Albania’s Literary Treasures Lost in Translation
Thread poster: Roland Lelaj

Roland Lelaj
Canada
Local time: 14:09
Member (2008)
English to Albanian
+ ...
Jun 24, 2010

Përshëndetje të gjithëve,

Sot lexova një shkrim që kishte të bënte me letërsinë shqipe dhe përkthyesit prandaj mendova ta ndaj me ju.

Lexim të këndshëm!

Albania’s Literary Treasures Lost in Translation

Two decades after the fall of the isolated Hoxha regime, Albania’s literature is still largely unknown to the outside world - mainly because there aren’t enough skilled translators.

Cut off from the outside world by the Stalinist regime of Enver Hoxha for most of the last half of the 20th century, Albania’s was one of the most isolated countries behind the Iron Curtain.
Like the rest of the population, the country’s writers, with the exception of the renowned novelist Ismail Kadare, had little access to the West.
But although the regime collapsed nearly two decades ago, Albanian writers have yet to receive the level of attention in the world that those in other Balkan languages have obtained.

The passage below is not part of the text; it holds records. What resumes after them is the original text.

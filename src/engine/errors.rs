//! Game errors with blame attribution.

use std::error::Error as StdError;

use thiserror::Error;

/// An error raised while running a game, optionally blaming a roster index.
///
/// Blame travels with the error as it is wrapped; [`GameError::blamed_player`]
/// walks the chain and takes the innermost assigned index, so a fan-out
/// wrapper can stamp an index onto an index-less transport error without
/// overriding a more specific assignment made closer to the violation.
#[derive(Debug, Error)]
#[error("{message}")]
pub struct GameError {
    message: String,
    blame: Option<usize>,
    #[source]
    source: Option<Box<dyn StdError + Send + Sync + 'static>>,
}

impl GameError {
    pub fn msg(message: impl Into<String>) -> Self {
        Self {
            message: message.into(),
            blame: None,
            source: None,
        }
    }

    pub fn blamed(player: usize, message: impl Into<String>) -> Self {
        Self {
            message: message.into(),
            blame: Some(player),
            source: None,
        }
    }

    pub fn wrap(
        message: impl Into<String>,
        source: impl StdError + Send + Sync + 'static,
    ) -> Self {
        Self {
            message: message.into(),
            blame: None,
            source: Some(Box::new(source)),
        }
    }

    pub fn blamed_wrap(
        player: usize,
        message: impl Into<String>,
        source: impl StdError + Send + Sync + 'static,
    ) -> Self {
        Self {
            message: message.into(),
            blame: Some(player),
            source: Some(Box::new(source)),
        }
    }

    /// Blame assigned at this level only.
    pub fn blame(&self) -> Option<usize> {
        self.blame
    }

    /// Walk the cause chain and return the innermost assigned index.
    pub fn blamed_player(&self) -> Option<usize> {
        let mut result = self.blame;
        let mut current: &(dyn StdError + 'static) = self;
        while let Some(source) = current.source() {
            if let Some(inner) = source.downcast_ref::<GameError>() {
                if inner.blame.is_some() {
                    result = inner.blame;
                }
            }
            current = source;
        }
        result
    }
}

#[cfg(test)]
mod tests {
    use super::*;

    #[test]
    fn innermost_blame_wins() {
        let inner = GameError::blamed(2, "reused a card");
        let outer = GameError::blamed_wrap(0, "hand aborted", inner);
        assert_eq!(outer.blame(), Some(0));
        assert_eq!(outer.blamed_player(), Some(2));
    }

    #[test]
    fn wrapper_stamps_index_less_errors() {
        let transport = std::io::Error::new(std::io::ErrorKind::BrokenPipe, "stream closed");
        let stamped = GameError::blamed_wrap(1, "rpc failed", transport);
        assert_eq!(stamped.blamed_player(), Some(1));
    }

    #[test]
    fn no_blame_is_preserved() {
        let err = GameError::msg("failed creating deck prime");
        assert_eq!(err.blamed_player(), None);
    }
}
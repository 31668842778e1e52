//! Canonical transcripts and ed25519 signing.
//!
//! Wire messages are JSON, which is not a stable byte encoding, so nothing is
//! ever signed over serialized frames. Every signable value instead appends
//! its fields to a domain-separated transcript and the ed25519 signature
//! covers those bytes. Both sides rebuild the transcript independently, so
//! verification never depends on re-encoding.

use ed25519_dalek::{Signature, Signer, SigningKey, Verifier, VerifyingKey};
use rand::rngs::OsRng;
use thiserror::Error;

const DOMAIN_TAG: &[u8] = b"one-left/v1";

pub const PUBLIC_KEY_LEN: usize = 32;
pub const SIGNATURE_LEN: usize = 64;

#[derive(Debug, Error)]
pub enum SignError {
    #[error("public key must be {PUBLIC_KEY_LEN} bytes, got {0}")]
    BadPublicKeyLength(usize),
    #[error("malformed public key")]
    BadPublicKey,
    #[error("signature must be {SIGNATURE_LEN} bytes, got {0}")]
    BadSignatureLength(usize),
    #[error("signature verification failed")]
    Invalid,
}

/// Builder for canonical signing transcripts.
pub struct TranscriptBuilder {
    buffer: Vec<u8>,
}

impl TranscriptBuilder {
    pub fn new(kind: &'static str) -> Self {
        let mut buffer = Vec::with_capacity(128);
        buffer.extend_from_slice(DOMAIN_TAG);
        buffer.extend_from_slice(&(kind.len() as u16).to_be_bytes());
        buffer.extend_from_slice(kind.as_bytes());
        Self { buffer }
    }

    pub fn append_u8(&mut self, value: u8) {
        self.buffer.push(value);
    }

    pub fn append_u32(&mut self, value: u32) {
        self.buffer.extend_from_slice(&value.to_be_bytes());
    }

    pub fn append_u64(&mut self, value: u64) {
        self.buffer.extend_from_slice(&value.to_be_bytes());
    }

    pub fn append_i64(&mut self, value: i64) {
        self.buffer.extend_from_slice(&value.to_be_bytes());
    }

    pub fn append_bytes(&mut self, bytes: &[u8]) {
        self.buffer
            .extend_from_slice(&(bytes.len() as u32).to_be_bytes());
        self.buffer.extend_from_slice(bytes);
    }

    pub fn append_str(&mut self, value: &str) {
        self.append_bytes(value.as_bytes());
    }

    pub fn finish(self) -> Vec<u8> {
        self.buffer
    }
}

/// Values with a canonical, domain-separated byte representation.
pub trait Signable {
    /// Logical kind string used for domain separation.
    fn domain_kind(&self) -> &'static str;

    fn write_transcript(&self, builder: &mut TranscriptBuilder);

    fn to_signing_bytes(&self) -> Vec<u8> {
        let mut builder = TranscriptBuilder::new(self.domain_kind());
        self.write_transcript(&mut builder);
        builder.finish()
    }
}

/// A peer's long-lived ed25519 identity key.
pub struct IdentityKey {
    signing: SigningKey,
}

impl IdentityKey {
    pub fn generate() -> Self {
        Self {
            signing: SigningKey::generate(&mut OsRng),
        }
    }

    pub fn from_secret_bytes(bytes: &[u8; 32]) -> Self {
        Self {
            signing: SigningKey::from_bytes(bytes),
        }
    }

    pub fn public_bytes(&self) -> Vec<u8> {
        self.signing.verifying_key().to_bytes().to_vec()
    }

    pub fn sign(&self, value: &impl Signable) -> Vec<u8> {
        self.signing
            .sign(&value.to_signing_bytes())
            .to_bytes()
            .to_vec()
    }
}

pub fn verify(public_key: &[u8], value: &impl Signable, sig: &[u8]) -> Result<(), SignError> {
    verify_bytes(public_key, &value.to_signing_bytes(), sig)
}

pub fn verify_bytes(public_key: &[u8], message: &[u8], sig: &[u8]) -> Result<(), SignError> {
    let key_bytes: &[u8; PUBLIC_KEY_LEN] = public_key
        .try_into()
        .map_err(|_| SignError::BadPublicKeyLength(public_key.len()))?;
    let key = VerifyingKey::from_bytes(key_bytes).map_err(|_| SignError::BadPublicKey)?;
    let sig_bytes: &[u8; SIGNATURE_LEN] = sig
        .try_into()
        .map_err(|_| SignError::BadSignatureLength(sig.len()))?;
    let signature = Signature::from_bytes(sig_bytes);
    key.verify(message, &signature)
        .map_err(|_| SignError::Invalid)
}

#[cfg(test)]
mod tests {
    use super::*;

    struct Sample {
        a: u64,
        b: String,
    }

    impl Signable for Sample {
        fn domain_kind(&self) -> &'static str {
            "test/sample"
        }

        fn write_transcript(&self, builder: &mut TranscriptBuilder) {
            builder.append_u64(self.a);
            builder.append_str(&self.b);
        }
    }

    #[test]
    fn sign_and_verify_round_trip() {
        let key = IdentityKey::generate();
        let value = Sample {
            a: 7,
            b: "hello".into(),
        };
        let sig = key.sign(&value);
        assert_eq!(sig.len(), SIGNATURE_LEN);
        verify(&key.public_bytes(), &value, &sig).unwrap();
    }

    #[test]
    fn verify_rejects_tampering() {
        let key = IdentityKey::generate();
        let value = Sample {
            a: 7,
            b: "hello".into(),
        };
        let sig = key.sign(&value);
        let tampered = Sample {
            a: 8,
            b: "hello".into(),
        };
        assert!(matches!(
            verify(&key.public_bytes(), &tampered, &sig),
            Err(SignError::Invalid)
        ));
        let other = IdentityKey::generate();
        assert!(verify(&other.public_bytes(), &value, &sig).is_err());
    }

    #[test]
    fn transcripts_are_length_prefixed() {
        // "ab" + "c" must not collide with "a" + "bc".
        let one = {
            let mut b = TranscriptBuilder::new("test/prefix");
            b.append_str("ab");
            b.append_str("c");
            b.finish()
        };
        let two = {
            let mut b = TranscriptBuilder::new("test/prefix");
            b.append_str("a");
            b.append_str("bc");
            b.finish()
        };
        assert_ne!(one, two);
    }
}
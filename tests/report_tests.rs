//! End-to-end tests for the scan -> group -> report pipeline.

use std::fs::{self, File};
use std::io::Write;
use std::path::{Path, PathBuf};

use tempfile::tempdir;

use dupelist::cli::CliArgs;
use dupelist::duplicates::FileMap;
use dupelist::error::ExitCode;
use dupelist::output::FileCollection;

fn write_file(path: &Path, content: &[u8]) {
    File::create(path).unwrap().write_all(content).unwrap();
}

/// Locate the artifacts written into a save directory.
fn find_artifacts(save_dir: &Path) -> (PathBuf, PathBuf, PathBuf) {
    let map_json = fs::read_dir(save_dir)
        .unwrap()
        .filter_map(Result::ok)
        .map(|e| e.path())
        .find(|p| {
            let name = p.file_name().unwrap().to_string_lossy();
            name.starts_with("filelist-") && name.ends_with(".json") && !name.contains(".list.")
        })
        .expect("map artifact not found");

    let mut txt = map_json.as_os_str().to_os_string();
    txt.push(".txt");
    let mut list = map_json.as_os_str().to_os_string();
    list.push(".list.json");
    (map_json, PathBuf::from(txt), PathBuf::from(list))
}

fn run(dir: &Path, types: &[&str], save: &Path) -> ExitCode {
    let args = CliArgs {
        dir: Some(dir.to_path_buf()),
        types: types.iter().map(|t| t.to_string()).collect(),
        savepath: Some(save.to_path_buf()),
    };
    dupelist::run_app(args).unwrap()
}

#[test]
fn test_duplicates_grouped_by_content() {
    let scan = tempdir().unwrap();
    let save = tempdir().unwrap();

    // a.txt and b.txt share content; c.log is filtered out entirely
    write_file(&scan.path().join("a.txt"), b"X");
    write_file(&scan.path().join("b.txt"), b"X");
    write_file(&scan.path().join("c.log"), b"Y");

    let code = run(scan.path(), &["txt"], save.path());
    assert_eq!(code, ExitCode::Success);

    let (map_json, _, list_json) = find_artifacts(save.path());
    let map: FileMap = serde_json::from_str(&fs::read_to_string(map_json).unwrap()).unwrap();

    assert_eq!(map.len(), 1);
    let bucket = map.values().next().unwrap();
    assert_eq!(bucket.instances.len(), 2);
    let names: Vec<_> = bucket
        .instances
        .iter()
        .map(|i| i.path.file_name().unwrap().to_string_lossy().into_owned())
        .collect();
    assert!(names.contains(&"a.txt".to_string()));
    assert!(names.contains(&"b.txt".to_string()));

    let collection: FileCollection =
        serde_json::from_str(&fs::read_to_string(list_json).unwrap()).unwrap();
    assert_eq!(collection.file_types, vec!["txt"]);
    assert_eq!(collection.dir_path, scan.path());
}

#[test]
fn test_different_content_lands_in_different_buckets() {
    let scan = tempdir().unwrap();
    let save = tempdir().unwrap();

    write_file(&scan.path().join("a.txt"), b"first");
    write_file(&scan.path().join("b.txt"), b"second");

    run(scan.path(), &["all"], save.path());

    let (map_json, _, _) = find_artifacts(save.path());
    let map: FileMap = serde_json::from_str(&fs::read_to_string(map_json).unwrap()).unwrap();
    assert_eq!(map.len(), 2);
    assert!(map.values().all(|b| b.instances.len() == 1));
}

#[test]
fn test_hidden_files_excluded_even_with_all() {
    let scan = tempdir().unwrap();
    let save = tempdir().unwrap();

    write_file(&scan.path().join(".hidden.txt"), b"invisible");
    write_file(&scan.path().join("shown.txt"), b"visible");

    run(scan.path(), &["all"], save.path());

    let (map_json, txt, list_json) = find_artifacts(save.path());
    for artifact in [&map_json, &txt, &list_json] {
        let content = fs::read_to_string(artifact).unwrap();
        assert!(
            !content.contains(".hidden.txt"),
            "{} must not mention hidden files",
            artifact.display()
        );
    }

    let map: FileMap = serde_json::from_str(&fs::read_to_string(map_json).unwrap()).unwrap();
    assert_eq!(map.values().map(|b| b.instances.len()).sum::<usize>(), 1);
}

#[test]
fn test_empty_directory_produces_empty_report() {
    let scan = tempdir().unwrap();
    let save = tempdir().unwrap();

    run(scan.path(), &["all"], save.path());

    let (map_json, txt, list_json) = find_artifacts(save.path());
    let map: FileMap = serde_json::from_str(&fs::read_to_string(map_json).unwrap()).unwrap();
    assert!(map.is_empty());

    let collection: FileCollection =
        serde_json::from_str(&fs::read_to_string(list_json).unwrap()).unwrap();
    assert!(collection.files.is_empty());
    assert!(collection.file_types.is_empty());

    assert_eq!(fs::read_to_string(txt).unwrap(), "{}");
}

#[test]
fn test_list_json_round_trip_matches_map() {
    let scan = tempdir().unwrap();
    let save = tempdir().unwrap();

    write_file(&scan.path().join("a.txt"), b"X");
    write_file(&scan.path().join("b.txt"), b"X");
    let sub = scan.path().join("nested");
    fs::create_dir(&sub).unwrap();
    write_file(&sub.join("c.log"), b"Y");
    write_file(&sub.join("d.log"), b"Z");

    run(scan.path(), &["all"], save.path());

    let (map_json, _, list_json) = find_artifacts(save.path());
    let map: FileMap = serde_json::from_str(&fs::read_to_string(map_json).unwrap()).unwrap();
    let collection: FileCollection =
        serde_json::from_str(&fs::read_to_string(list_json).unwrap()).unwrap();

    let map_total: usize = map.values().map(|b| b.instances.len()).sum();
    assert_eq!(collection.instance_count(), map_total);
    assert_eq!(map_total, 4);
}

#[test]
fn test_every_file_appears_exactly_once() {
    let scan = tempdir().unwrap();
    let save = tempdir().unwrap();

    let sub = scan.path().join("deep");
    fs::create_dir(&sub).unwrap();
    write_file(&scan.path().join("one.txt"), b"1");
    write_file(&sub.join("two.txt"), b"2");
    write_file(&sub.join("three.md"), b"3");

    run(scan.path(), &["all"], save.path());

    let (map_json, _, _) = find_artifacts(save.path());
    let map: FileMap = serde_json::from_str(&fs::read_to_string(map_json).unwrap()).unwrap();

    let mut paths: Vec<_> = map
        .values()
        .flat_map(|b| b.instances.iter().map(|i| i.path.clone()))
        .collect();
    paths.sort();
    let before = paths.len();
    paths.dedup();
    assert_eq!(before, paths.len(), "no file may appear twice");
    assert_eq!(before, 3);
}

#[test]
fn test_no_types_token_accepts_nothing() {
    let scan = tempdir().unwrap();
    let save = tempdir().unwrap();

    write_file(&scan.path().join("a.txt"), b"content");

    run(scan.path(), &[], save.path());

    let (map_json, _, _) = find_artifacts(save.path());
    let map: FileMap = serde_json::from_str(&fs::read_to_string(map_json).unwrap()).unwrap();
    assert!(map.is_empty());
}

#[test]
fn test_missing_save_dir_is_an_error() {
    let scan = tempdir().unwrap();
    let save = tempdir().unwrap();
    write_file(&scan.path().join("a.txt"), b"content");

    let args = CliArgs {
        dir: Some(scan.path().to_path_buf()),
        types: vec!["all".to_string()],
        savepath: Some(save.path().join("does-not-exist")),
    };
    assert!(dupelist::run_app(args).is_err());
}
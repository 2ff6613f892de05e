//! Hash-based duplicate grouping.
//!
//! # Overview
//!
//! The aggregation half of the pipeline: the walker hands over a flat list
//! of [`FileInstance`] records, and [`group_by_hash`] buckets them by
//! content hash. Two files with identical bytes always land in the same
//! bucket; a bucket of size one is simply a unique file.
//!
//! Bucket membership keeps the walker's arrival order. Iteration order
//! over the map itself is whatever `HashMap` gives us; the report format
//! makes no promise about it.
//!
//! # Example
//!
//! ```
//! use dupelist::duplicates::group_by_hash;
//! use dupelist::scanner::FileInstance;
//! use std::path::PathBuf;
//!
//! let instance = |name: &str, hash: &str| FileInstance {
//!     file_type: "txt".to_string(),
//!     path: PathBuf::from(name),
//!     size: 1,
//!     modified: 0,
//!     hash: hash.to_string(),
//! };
//!
//! let map = group_by_hash(vec![
//!     instance("/a.txt", "aa"),
//!     instance("/b.txt", "aa"),
//!     instance("/c.txt", "bb"),
//! ]);
//!
//! assert_eq!(map.len(), 2);
//! assert_eq!(map["aa"].instances.len(), 2);
//! ```

use std::collections::HashMap;

use serde::{Deserialize, Serialize};

use crate::scanner::FileInstance;

/// Mapping from content hash to its bucket of file instances.
pub type FileMap = HashMap<String, FileInfo>;

/// A bucket of files sharing one content hash.
#[derive(Debug, Clone, PartialEq, Eq, Serialize, Deserialize)]
pub struct FileInfo {
    /// The shared content hash
    pub hash: String,
    /// Every file instance with this hash, in traversal order
    pub instances: Vec<FileInstance>,
}

impl FileInfo {
    /// Create an empty bucket for a hash.
    #[must_use]
    pub fn new(hash: String) -> Self {
        Self {
            hash,
            instances: Vec::new(),
        }
    }

    /// Number of instances in this bucket.
    #[must_use]
    pub fn len(&self) -> usize {
        self.instances.len()
    }

    /// Check if this bucket is empty.
    #[must_use]
    pub fn is_empty(&self) -> bool {
        self.instances.is_empty()
    }

    /// Check if this bucket holds actual duplicates (2+ instances).
    #[must_use]
    pub fn has_duplicates(&self) -> bool {
        self.instances.len() > 1
    }
}

/// Group file instances by content hash.
///
/// The first instance seen for a hash creates the bucket; later instances
/// append in arrival order.
#[must_use]
pub fn group_by_hash(instances: Vec<FileInstance>) -> FileMap {
    let mut map = FileMap::new();
    for instance in instances {
        map.entry(instance.hash.clone())
            .or_insert_with(|| FileInfo::new(instance.hash.clone()))
            .instances
            .push(instance);
    }
    map
}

One reason for this neglect is lack of translators. Experts say good Albanian literary translators can be counted on the palm of one hand. As a result, deserving works never find an audience beyond the tiny local market. To change this state of affairs, they want a special school for literary translators to be created.

Robert Elsie, one of the best known Albanian translators into English, notes that the Albanian language is a linguistic exception, standing apart from the surrounding Slavic and Romance languages. Coupled with the country’s history of isolation, it is one factor behind its marginalization.
“Few people have the ability to translate literary texts directly from Albanian into English and thus, in a way, Albanian literature is blocked up,” Elsie says.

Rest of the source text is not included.